Retten wir unser Dorffest!


Warum unser Dorffest in Gefahr ist

Das Dorffest ist ein Eckpfeiler unserer Gemeinschaft. Doch leider sehen wir uns mit wachsenden Herausforderungen konfrontiert. Ein akuter Mangel an Helfern und ein sinkendes Interesse bedrohen seine Zukunft. Ohne engagierte Unterstützung aus den Reihen der Hörberinger Vereine wird es schwierig, diese wichtige Tradition aufrechtzuerhalten.
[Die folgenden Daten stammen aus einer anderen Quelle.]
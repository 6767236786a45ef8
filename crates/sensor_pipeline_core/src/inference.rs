//! Feature extraction for the inference endpoint.
//!
//! Queue messages carry either a raw reading (`temperature: 81.2`) or a
//! processed record (`temperature: {value: 81.2, ...}`); both reduce to the
//! same feature vector.

use serde_json::{json, Map, Value};

use crate::contract::{require_device_id, ValidationError};
use crate::thresholds::MeasurementKind;

#[derive(Debug, Clone, PartialEq)]
pub struct InferenceInput {
    pub device_id: String,
    pub timestamp: Option<String>,
    pub temperature: f64,
    pub vibration: f64,
}

impl InferenceInput {
    pub fn from_message(message: &Value) -> Result<Self, ValidationError> {
        let Some(object) = message.as_object() else {
            return Err(ValidationError::new("inference message must be a JSON object"));
        };

        let device_id = require_device_id(
            object
                .get("deviceId")
                .or_else(|| object.get("device_id"))
                .and_then(Value::as_str),
        )?;

        Ok(Self {
            device_id,
            timestamp: object
                .get("timestamp")
                .and_then(Value::as_str)
                .map(str::to_string),
            temperature: feature(object, MeasurementKind::Temperature)?,
            vibration: feature(object, MeasurementKind::Vibration)?,
        })
    }

    /// SageMaker JSON convention: one row per instance, features in fixed
    /// temperature-then-vibration order.
    pub fn endpoint_payload(&self) -> Value {
        json!({ "instances": [[self.temperature, self.vibration]] })
    }
}

fn feature(object: &Map<String, Value>, kind: MeasurementKind) -> Result<f64, ValidationError> {
    let key = match kind {
        MeasurementKind::Temperature => "temperature",
        MeasurementKind::Vibration => "vibration",
    };
    match object.get(key) {
        None | Some(Value::Null) => Ok(0.0),
        Some(Value::Number(number)) => number
            .as_f64()
            .ok_or_else(|| ValidationError::new(format!("{key} must be numeric"))),
        Some(Value::Object(measurement)) => match measurement.get("value") {
            None | Some(Value::Null) => Ok(0.0),
            Some(value) => value
                .as_f64()
                .ok_or_else(|| ValidationError::new(format!("{key}.value must be numeric"))),
        },
        Some(_) => Err(ValidationError::new(format!(
            "{key} must be a number or a measurement object"
        ))),
    }
}
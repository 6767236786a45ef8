use chrono::{DateTime, Utc};
use sensor_pipeline_core::alerting::{anomaly_score, is_predicted_anomaly};
use sensor_pipeline_core::contract::{format_timestamp, record_ttl, PredictionRecord, RecordType};
use sensor_pipeline_core::inference::InferenceInput;
use serde_json::Value;
use tracing::{error, info, warn};

use crate::adapters::inference::InferenceEndpoint;
use crate::adapters::notifier::Notifier;
use crate::adapters::record_table::RecordTable;
use crate::config::MlConfig;
use crate::error::HandlerError;
use crate::events::{decode_sqs_event, message_json_body, SqsMessage};
use crate::handlers::{publish_record, put_record, InvocationSummary};

pub const COMPLETED_MESSAGE: &str = "ML processing completed";
pub const PREDICTION_MESSAGE_TYPE: &str = "prediction";

/// Scores each queued reading. The prediction alert goes out before the
/// prediction is stored, so a table failure after publishing still fails the
/// batch and the message is redelivered.
pub fn handle_ml_event(
    event: Value,
    config: &MlConfig,
    endpoint: &impl InferenceEndpoint,
    table: &impl RecordTable,
    notifier: &impl Notifier,
    now: impl Fn() -> DateTime<Utc>,
) -> Result<InvocationSummary, HandlerError> {
    let queue_event = decode_sqs_event(event).inspect_err(|failure| {
        error!(component = "ml", error = %failure, "batch_failed");
    })?;

    let mut processed = 0usize;
    let mut published = 0usize;
    for message in &queue_event.records {
        match score_message(message, config, endpoint, table, notifier, now()) {
            Ok(alerted) => {
                processed += 1;
                if alerted {
                    published += 1;
                }
            }
            Err(failure) => {
                error!(
                    component = "ml",
                    message_id = message.message_id.as_deref().unwrap_or_default(),
                    records_processed = processed,
                    error = %failure,
                    "batch_failed"
                );
                return Err(failure);
            }
        }
    }

    info!(
        component = "ml",
        records_processed = processed,
        predictions_published = published,
        "batch_completed"
    );
    Ok(InvocationSummary::completed(
        COMPLETED_MESSAGE,
        processed,
        published,
    ))
}

fn score_message(
    message: &SqsMessage,
    config: &MlConfig,
    endpoint: &impl InferenceEndpoint,
    table: &impl RecordTable,
    notifier: &impl Notifier,
    now: DateTime<Utc>,
) -> Result<bool, HandlerError> {
    let input = InferenceInput::from_message(&message_json_body(message)?)?;
    let prediction = endpoint
        .invoke(&config.endpoint_name, &input.endpoint_payload())
        .map_err(HandlerError::dependency("sagemaker"))?;
    let score = anomaly_score(&prediction);

    // Keyed on inference time; reusing the reading's timestamp would
    // overwrite the sensor record under the same key.
    let record = PredictionRecord {
        device_id: input.device_id,
        timestamp: format_timestamp(now),
        record_type: RecordType::Prediction,
        endpoint: config.endpoint_name.clone(),
        prediction,
        anomaly_score: score,
        ttl: record_ttl(now, config.retention_days),
    };

    let alerted = is_predicted_anomaly(score);
    if alerted {
        publish_record(
            notifier,
            &config.alert_topic_arn,
            PREDICTION_MESSAGE_TYPE,
            format!("Predicted anomaly on {}", record.device_id),
            &record,
        )?;
        warn!(
            component = "ml",
            device_id = %record.device_id,
            anomaly_score = score.unwrap_or_default(),
            "prediction_published"
        );
    }

    put_record(table, &record, "prediction")?;
    info!(
        component = "ml",
        device_id = %record.device_id,
        source_timestamp = input.timestamp.as_deref().unwrap_or_default(),
        anomaly_score = ?score,
        "prediction_stored"
    );
    Ok(alerted)
}
use chrono::{DateTime, Utc};

use crate::contract::{
    format_timestamp, record_ttl, require_device_id, resolve_timestamp, Measurement,
    MeasurementStatus, RawReading, RecordType, SensorRecord, ValidationError,
};

pub const TEMPERATURE_WARNING_C: f64 = 75.0;
pub const TEMPERATURE_CRITICAL_C: f64 = 85.0;
pub const VIBRATION_WARNING_G: f64 = 0.5;
pub const VIBRATION_CRITICAL_G: f64 = 0.8;

/// Measured fields, in the fixed order alerts report them.
#[derive(Debug, Clone, Copy, PartialEq, Eq, Hash)]
pub enum MeasurementKind {
    Temperature,
    Vibration,
}

impl MeasurementKind {
    pub const ALL: [MeasurementKind; 2] = [Self::Temperature, Self::Vibration];

    pub fn label(self) -> &'static str {
        match self {
            Self::Temperature => "Temperature",
            Self::Vibration => "Vibration",
        }
    }

    pub fn unit(self) -> &'static str {
        match self {
            Self::Temperature => "°C",
            Self::Vibration => "g",
        }
    }

    pub fn warning_threshold(self) -> f64 {
        match self {
            Self::Temperature => TEMPERATURE_WARNING_C,
            Self::Vibration => VIBRATION_WARNING_G,
        }
    }

    pub fn critical_threshold(self) -> f64 {
        match self {
            Self::Temperature => TEMPERATURE_CRITICAL_C,
            Self::Vibration => VIBRATION_CRITICAL_G,
        }
    }
}

pub fn classify(kind: MeasurementKind, value: f64) -> MeasurementStatus {
    if value > kind.critical_threshold() {
        MeasurementStatus::Critical
    } else if value > kind.warning_threshold() {
        MeasurementStatus::Warning
    } else {
        MeasurementStatus::Normal
    }
}

pub fn analyze(kind: MeasurementKind, value: Option<f64>) -> Measurement {
    let value = value.unwrap_or(0.0);
    Measurement {
        value,
        status: classify(kind, value),
        threshold: kind.warning_threshold(),
    }
}

pub fn process_reading(
    reading: &RawReading,
    now: DateTime<Utc>,
    retention_days: Option<u32>,
) -> Result<SensorRecord, ValidationError> {
    let device_id = require_device_id(Some(&reading.device_id))?;
    for (kind, value) in [
        (MeasurementKind::Temperature, reading.temperature),
        (MeasurementKind::Vibration, reading.vibration),
    ] {
        if value.is_some_and(|number| !number.is_finite()) {
            return Err(ValidationError::new(format!(
                "{} reading must be a finite number",
                kind.label()
            )));
        }
    }

    Ok(SensorRecord {
        device_id,
        timestamp: resolve_timestamp(reading.timestamp.as_ref(), now)?,
        record_type: RecordType::Sensor,
        temperature: analyze(MeasurementKind::Temperature, reading.temperature),
        vibration: analyze(MeasurementKind::Vibration, reading.vibration),
        processed: true,
        processed_at: format_timestamp(now),
        ttl: record_ttl(now, retention_days),
    })
}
Ein Aufruf an alle Hörberinger Vereine

Diese Seite richtet sich an alle Hörberinger Vereine. Das Dorffest gehört uns allen, und nur gemeinsam können wir es retten. Wir bitten euch dringend, sich Gedanken darüber zu machen, wie wir das Dorffest erhalten können. Jede Idee, jede helfende Hand zählt. Sprecht in euren Vereinen darüber und lasst uns gemeinsam Lösungen finden.

Euer Beitrag macht den Unterschied

Was können wir tun? Denkt darüber nach, wie euer Verein aktiv werden kann. Ob durch die Mobilisierung von Helfern, das Einbringen neuer Ideen für Attraktionen oder die Unterstützung bei der Organisation – jeder Beitrag ist wertvoll. Lasst unser Dorffest nicht sterben. Zusammen können wir es schaffen!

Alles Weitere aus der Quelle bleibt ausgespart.